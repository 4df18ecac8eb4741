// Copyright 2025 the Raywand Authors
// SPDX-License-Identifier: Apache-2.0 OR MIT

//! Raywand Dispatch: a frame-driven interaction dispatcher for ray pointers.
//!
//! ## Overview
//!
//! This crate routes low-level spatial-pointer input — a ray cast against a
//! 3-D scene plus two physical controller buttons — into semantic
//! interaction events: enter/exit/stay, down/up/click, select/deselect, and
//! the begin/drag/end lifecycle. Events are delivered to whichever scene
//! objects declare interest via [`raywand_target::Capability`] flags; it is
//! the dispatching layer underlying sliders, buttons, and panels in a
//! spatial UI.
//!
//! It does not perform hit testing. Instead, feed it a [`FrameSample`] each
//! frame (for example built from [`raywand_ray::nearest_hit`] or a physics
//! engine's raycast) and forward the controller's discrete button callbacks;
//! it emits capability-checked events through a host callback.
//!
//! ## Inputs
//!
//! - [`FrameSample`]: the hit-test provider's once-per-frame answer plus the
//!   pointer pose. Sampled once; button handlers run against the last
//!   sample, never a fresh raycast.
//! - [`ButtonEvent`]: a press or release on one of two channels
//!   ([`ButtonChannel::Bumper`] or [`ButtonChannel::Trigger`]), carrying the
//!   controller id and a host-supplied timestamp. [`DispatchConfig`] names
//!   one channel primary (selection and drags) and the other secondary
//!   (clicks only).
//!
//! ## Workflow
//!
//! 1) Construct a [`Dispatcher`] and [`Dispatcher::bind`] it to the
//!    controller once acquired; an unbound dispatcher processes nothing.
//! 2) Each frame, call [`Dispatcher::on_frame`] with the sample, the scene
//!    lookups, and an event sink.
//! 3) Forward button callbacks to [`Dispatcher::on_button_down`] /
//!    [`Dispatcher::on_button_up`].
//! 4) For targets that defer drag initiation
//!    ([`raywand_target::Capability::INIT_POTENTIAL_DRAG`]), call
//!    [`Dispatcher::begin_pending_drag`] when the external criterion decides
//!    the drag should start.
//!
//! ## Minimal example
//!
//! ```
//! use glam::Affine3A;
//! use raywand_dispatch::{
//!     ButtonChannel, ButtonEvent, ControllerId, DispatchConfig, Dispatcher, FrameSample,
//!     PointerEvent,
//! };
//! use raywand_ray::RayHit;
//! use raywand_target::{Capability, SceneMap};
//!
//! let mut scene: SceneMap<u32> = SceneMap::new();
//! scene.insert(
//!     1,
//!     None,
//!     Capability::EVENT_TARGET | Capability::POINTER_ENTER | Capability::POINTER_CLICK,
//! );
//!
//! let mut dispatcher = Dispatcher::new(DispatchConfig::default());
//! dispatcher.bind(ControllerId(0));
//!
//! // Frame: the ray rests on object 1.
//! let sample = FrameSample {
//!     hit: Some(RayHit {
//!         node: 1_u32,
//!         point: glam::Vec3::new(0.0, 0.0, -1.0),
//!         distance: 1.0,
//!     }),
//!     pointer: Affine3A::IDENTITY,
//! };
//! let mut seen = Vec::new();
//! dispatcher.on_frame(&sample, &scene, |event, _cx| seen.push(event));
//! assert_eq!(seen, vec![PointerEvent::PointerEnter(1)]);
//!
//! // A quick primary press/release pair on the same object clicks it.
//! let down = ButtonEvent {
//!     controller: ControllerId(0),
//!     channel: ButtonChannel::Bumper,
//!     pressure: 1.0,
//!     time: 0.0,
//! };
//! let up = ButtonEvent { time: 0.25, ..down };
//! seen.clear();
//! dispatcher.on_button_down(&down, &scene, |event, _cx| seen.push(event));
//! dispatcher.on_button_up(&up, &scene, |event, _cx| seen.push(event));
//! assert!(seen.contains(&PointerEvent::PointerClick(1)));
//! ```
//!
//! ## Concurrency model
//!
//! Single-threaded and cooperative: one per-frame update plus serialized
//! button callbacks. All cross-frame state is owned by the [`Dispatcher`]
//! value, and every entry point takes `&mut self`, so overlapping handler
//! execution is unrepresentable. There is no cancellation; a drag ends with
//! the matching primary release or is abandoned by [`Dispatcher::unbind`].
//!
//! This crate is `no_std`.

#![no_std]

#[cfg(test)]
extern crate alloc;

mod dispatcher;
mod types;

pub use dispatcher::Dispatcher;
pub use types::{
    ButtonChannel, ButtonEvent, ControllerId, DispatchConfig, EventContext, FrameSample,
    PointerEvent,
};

- - - - -

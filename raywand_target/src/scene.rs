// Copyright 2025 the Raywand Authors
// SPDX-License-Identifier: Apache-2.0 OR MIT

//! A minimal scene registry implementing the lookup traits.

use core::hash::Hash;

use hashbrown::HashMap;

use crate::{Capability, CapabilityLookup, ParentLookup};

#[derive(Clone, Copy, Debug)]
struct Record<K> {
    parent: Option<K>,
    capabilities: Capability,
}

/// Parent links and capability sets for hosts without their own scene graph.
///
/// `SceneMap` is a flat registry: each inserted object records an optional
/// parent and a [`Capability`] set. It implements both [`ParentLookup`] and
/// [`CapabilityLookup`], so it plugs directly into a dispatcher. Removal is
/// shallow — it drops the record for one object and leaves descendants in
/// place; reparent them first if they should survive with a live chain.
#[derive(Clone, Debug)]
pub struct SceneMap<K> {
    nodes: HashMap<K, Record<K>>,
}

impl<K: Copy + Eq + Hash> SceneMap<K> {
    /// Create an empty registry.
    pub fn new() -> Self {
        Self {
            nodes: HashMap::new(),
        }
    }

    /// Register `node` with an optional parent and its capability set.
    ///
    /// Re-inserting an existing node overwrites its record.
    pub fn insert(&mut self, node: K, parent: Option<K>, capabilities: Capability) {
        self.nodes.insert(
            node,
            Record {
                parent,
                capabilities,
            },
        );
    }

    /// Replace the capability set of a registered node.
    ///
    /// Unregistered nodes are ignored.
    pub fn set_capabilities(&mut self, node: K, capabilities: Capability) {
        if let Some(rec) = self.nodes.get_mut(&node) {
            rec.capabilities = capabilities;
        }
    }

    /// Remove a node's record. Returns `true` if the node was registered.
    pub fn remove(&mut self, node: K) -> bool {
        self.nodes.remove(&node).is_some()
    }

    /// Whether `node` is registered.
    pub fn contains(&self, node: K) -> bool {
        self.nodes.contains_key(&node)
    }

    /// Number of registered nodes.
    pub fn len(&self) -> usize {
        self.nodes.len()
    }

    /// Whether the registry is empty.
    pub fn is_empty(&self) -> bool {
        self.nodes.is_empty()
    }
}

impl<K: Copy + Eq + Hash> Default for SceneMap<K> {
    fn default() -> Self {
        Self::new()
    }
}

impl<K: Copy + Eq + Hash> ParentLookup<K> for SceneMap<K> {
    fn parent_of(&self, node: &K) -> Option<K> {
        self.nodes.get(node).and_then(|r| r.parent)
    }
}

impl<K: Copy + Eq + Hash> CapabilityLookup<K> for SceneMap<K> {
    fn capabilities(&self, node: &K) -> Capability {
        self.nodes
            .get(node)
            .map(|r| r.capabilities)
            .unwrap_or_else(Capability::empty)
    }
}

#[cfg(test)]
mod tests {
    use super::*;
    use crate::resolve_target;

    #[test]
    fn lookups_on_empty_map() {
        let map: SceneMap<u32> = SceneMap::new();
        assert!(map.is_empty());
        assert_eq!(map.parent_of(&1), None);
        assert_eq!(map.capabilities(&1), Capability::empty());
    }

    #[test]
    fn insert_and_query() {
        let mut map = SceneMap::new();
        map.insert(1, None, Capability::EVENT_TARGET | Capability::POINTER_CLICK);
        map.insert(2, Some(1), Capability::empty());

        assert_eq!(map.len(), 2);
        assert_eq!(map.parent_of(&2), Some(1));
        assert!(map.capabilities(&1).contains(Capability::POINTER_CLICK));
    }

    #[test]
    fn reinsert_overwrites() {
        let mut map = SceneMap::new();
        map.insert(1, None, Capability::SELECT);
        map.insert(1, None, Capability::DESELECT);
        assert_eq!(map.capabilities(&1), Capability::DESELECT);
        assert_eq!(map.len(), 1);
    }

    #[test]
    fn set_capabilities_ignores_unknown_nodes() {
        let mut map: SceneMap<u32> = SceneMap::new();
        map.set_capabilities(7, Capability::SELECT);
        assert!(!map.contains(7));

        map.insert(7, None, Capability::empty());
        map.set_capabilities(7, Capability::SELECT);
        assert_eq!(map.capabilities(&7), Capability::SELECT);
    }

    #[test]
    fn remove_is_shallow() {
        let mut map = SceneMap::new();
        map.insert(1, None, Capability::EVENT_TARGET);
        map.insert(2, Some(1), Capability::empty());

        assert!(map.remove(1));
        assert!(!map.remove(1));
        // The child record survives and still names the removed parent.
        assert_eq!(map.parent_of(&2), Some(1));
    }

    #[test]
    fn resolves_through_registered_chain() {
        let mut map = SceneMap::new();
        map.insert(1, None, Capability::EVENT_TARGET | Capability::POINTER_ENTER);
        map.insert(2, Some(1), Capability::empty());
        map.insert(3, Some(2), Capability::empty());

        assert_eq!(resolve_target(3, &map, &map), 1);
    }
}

- - - - -

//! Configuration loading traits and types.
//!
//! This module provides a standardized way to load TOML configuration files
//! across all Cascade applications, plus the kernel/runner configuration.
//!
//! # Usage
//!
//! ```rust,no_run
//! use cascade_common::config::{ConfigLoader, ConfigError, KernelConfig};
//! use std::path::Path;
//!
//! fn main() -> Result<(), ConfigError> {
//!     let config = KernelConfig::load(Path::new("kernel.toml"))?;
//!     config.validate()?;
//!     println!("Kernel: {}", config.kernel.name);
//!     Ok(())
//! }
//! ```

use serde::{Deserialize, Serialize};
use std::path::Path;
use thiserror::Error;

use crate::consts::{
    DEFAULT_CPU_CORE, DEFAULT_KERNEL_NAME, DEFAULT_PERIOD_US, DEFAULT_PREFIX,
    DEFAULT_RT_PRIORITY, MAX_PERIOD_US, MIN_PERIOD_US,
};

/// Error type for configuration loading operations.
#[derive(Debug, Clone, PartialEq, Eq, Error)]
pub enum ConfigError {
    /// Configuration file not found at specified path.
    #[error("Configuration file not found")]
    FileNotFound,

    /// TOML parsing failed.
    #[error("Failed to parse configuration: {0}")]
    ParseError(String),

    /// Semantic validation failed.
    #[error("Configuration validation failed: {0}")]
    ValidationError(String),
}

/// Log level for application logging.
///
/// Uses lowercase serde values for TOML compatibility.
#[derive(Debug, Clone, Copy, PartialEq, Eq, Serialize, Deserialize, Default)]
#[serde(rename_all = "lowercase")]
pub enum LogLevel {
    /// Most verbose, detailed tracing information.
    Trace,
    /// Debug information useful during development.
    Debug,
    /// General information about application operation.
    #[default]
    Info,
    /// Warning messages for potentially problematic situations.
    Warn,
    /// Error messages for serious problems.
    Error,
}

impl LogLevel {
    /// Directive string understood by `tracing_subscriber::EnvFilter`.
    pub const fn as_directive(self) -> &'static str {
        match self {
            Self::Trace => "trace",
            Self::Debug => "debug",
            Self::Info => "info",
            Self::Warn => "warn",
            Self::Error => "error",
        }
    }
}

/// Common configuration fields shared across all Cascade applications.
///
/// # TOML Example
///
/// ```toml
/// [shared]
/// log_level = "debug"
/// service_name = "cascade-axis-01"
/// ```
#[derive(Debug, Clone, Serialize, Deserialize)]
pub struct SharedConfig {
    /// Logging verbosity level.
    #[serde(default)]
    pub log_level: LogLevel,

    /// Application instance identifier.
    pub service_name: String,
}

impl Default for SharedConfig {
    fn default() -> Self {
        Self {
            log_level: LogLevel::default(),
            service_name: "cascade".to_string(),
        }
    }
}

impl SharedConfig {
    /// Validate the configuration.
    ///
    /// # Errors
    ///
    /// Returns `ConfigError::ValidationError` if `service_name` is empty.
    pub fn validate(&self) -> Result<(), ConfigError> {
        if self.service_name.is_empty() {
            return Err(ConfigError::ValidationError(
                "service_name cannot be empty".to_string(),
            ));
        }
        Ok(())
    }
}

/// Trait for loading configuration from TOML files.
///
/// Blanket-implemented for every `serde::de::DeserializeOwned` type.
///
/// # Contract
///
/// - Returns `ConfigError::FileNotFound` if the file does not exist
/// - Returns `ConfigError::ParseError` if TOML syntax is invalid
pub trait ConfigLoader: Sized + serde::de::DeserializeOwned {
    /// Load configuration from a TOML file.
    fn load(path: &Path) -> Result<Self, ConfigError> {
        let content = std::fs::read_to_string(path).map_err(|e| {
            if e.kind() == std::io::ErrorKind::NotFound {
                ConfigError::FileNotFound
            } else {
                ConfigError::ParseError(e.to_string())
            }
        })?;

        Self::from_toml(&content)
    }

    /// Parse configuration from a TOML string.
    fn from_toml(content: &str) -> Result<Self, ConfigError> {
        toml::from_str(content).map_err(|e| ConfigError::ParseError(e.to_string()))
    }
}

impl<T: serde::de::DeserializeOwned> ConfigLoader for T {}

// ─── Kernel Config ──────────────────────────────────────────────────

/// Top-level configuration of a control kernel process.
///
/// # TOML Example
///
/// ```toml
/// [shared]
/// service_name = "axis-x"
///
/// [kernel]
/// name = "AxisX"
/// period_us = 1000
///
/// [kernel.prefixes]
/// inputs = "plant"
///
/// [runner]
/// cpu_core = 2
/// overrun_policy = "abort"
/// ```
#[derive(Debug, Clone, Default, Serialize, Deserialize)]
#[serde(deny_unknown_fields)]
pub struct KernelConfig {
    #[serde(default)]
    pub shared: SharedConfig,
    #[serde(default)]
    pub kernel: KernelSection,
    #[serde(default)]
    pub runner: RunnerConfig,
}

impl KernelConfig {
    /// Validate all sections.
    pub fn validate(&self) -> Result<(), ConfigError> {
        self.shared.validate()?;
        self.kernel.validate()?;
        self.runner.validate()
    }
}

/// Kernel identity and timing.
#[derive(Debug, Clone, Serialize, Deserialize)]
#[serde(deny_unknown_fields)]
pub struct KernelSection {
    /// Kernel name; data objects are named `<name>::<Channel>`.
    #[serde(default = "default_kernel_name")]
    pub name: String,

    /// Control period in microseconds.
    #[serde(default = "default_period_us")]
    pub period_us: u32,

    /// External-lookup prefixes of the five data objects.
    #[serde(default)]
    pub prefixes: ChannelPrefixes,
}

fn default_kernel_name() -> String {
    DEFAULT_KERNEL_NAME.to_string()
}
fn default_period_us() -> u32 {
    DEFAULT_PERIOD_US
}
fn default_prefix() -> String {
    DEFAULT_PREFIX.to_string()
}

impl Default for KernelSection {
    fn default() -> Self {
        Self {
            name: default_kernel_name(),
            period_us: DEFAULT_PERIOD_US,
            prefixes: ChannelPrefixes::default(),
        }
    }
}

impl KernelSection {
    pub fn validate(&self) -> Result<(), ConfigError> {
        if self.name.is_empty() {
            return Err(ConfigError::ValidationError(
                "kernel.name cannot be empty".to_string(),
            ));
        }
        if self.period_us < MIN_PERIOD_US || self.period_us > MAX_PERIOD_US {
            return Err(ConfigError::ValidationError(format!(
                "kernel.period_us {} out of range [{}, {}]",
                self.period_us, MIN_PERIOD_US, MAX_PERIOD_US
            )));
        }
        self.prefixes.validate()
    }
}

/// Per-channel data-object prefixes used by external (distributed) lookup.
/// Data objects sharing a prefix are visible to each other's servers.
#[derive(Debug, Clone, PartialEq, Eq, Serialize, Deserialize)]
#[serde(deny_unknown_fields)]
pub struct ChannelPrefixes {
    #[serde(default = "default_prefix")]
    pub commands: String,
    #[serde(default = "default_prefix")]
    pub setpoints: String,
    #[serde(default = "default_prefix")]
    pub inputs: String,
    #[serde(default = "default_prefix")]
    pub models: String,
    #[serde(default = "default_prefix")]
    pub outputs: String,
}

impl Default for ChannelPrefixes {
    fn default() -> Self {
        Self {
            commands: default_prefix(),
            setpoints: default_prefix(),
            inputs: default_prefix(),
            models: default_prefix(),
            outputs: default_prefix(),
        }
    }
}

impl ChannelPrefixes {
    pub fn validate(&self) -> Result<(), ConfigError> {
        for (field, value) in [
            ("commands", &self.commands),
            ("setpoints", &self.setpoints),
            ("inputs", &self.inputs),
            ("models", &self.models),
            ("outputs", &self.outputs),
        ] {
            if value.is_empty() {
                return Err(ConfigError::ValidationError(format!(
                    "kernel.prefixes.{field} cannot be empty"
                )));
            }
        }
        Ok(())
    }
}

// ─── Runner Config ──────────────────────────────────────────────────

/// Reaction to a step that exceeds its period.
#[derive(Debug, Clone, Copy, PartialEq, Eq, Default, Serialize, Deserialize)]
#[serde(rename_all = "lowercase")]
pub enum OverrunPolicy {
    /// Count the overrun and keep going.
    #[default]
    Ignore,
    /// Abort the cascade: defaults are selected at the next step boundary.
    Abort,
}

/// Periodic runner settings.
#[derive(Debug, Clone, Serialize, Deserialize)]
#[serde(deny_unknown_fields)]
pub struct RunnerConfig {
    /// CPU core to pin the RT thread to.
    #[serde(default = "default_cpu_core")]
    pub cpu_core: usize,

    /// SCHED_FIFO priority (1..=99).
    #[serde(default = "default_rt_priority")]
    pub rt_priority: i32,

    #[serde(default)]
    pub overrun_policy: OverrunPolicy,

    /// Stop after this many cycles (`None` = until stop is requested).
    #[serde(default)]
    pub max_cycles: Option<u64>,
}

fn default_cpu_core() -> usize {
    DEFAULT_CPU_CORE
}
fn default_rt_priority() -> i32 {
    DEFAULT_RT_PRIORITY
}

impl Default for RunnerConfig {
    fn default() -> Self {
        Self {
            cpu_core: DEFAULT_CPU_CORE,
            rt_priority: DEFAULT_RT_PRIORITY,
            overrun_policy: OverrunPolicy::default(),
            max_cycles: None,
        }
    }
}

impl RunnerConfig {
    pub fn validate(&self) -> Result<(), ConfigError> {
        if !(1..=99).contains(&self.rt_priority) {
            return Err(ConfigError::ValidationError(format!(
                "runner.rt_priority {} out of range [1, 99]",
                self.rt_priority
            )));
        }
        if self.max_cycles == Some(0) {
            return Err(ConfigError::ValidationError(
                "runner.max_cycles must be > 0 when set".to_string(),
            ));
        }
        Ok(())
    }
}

- - - - -

Work out how many lines of the material include the word "against", then answer with that number alone.

◆ **OUTPUT**: 2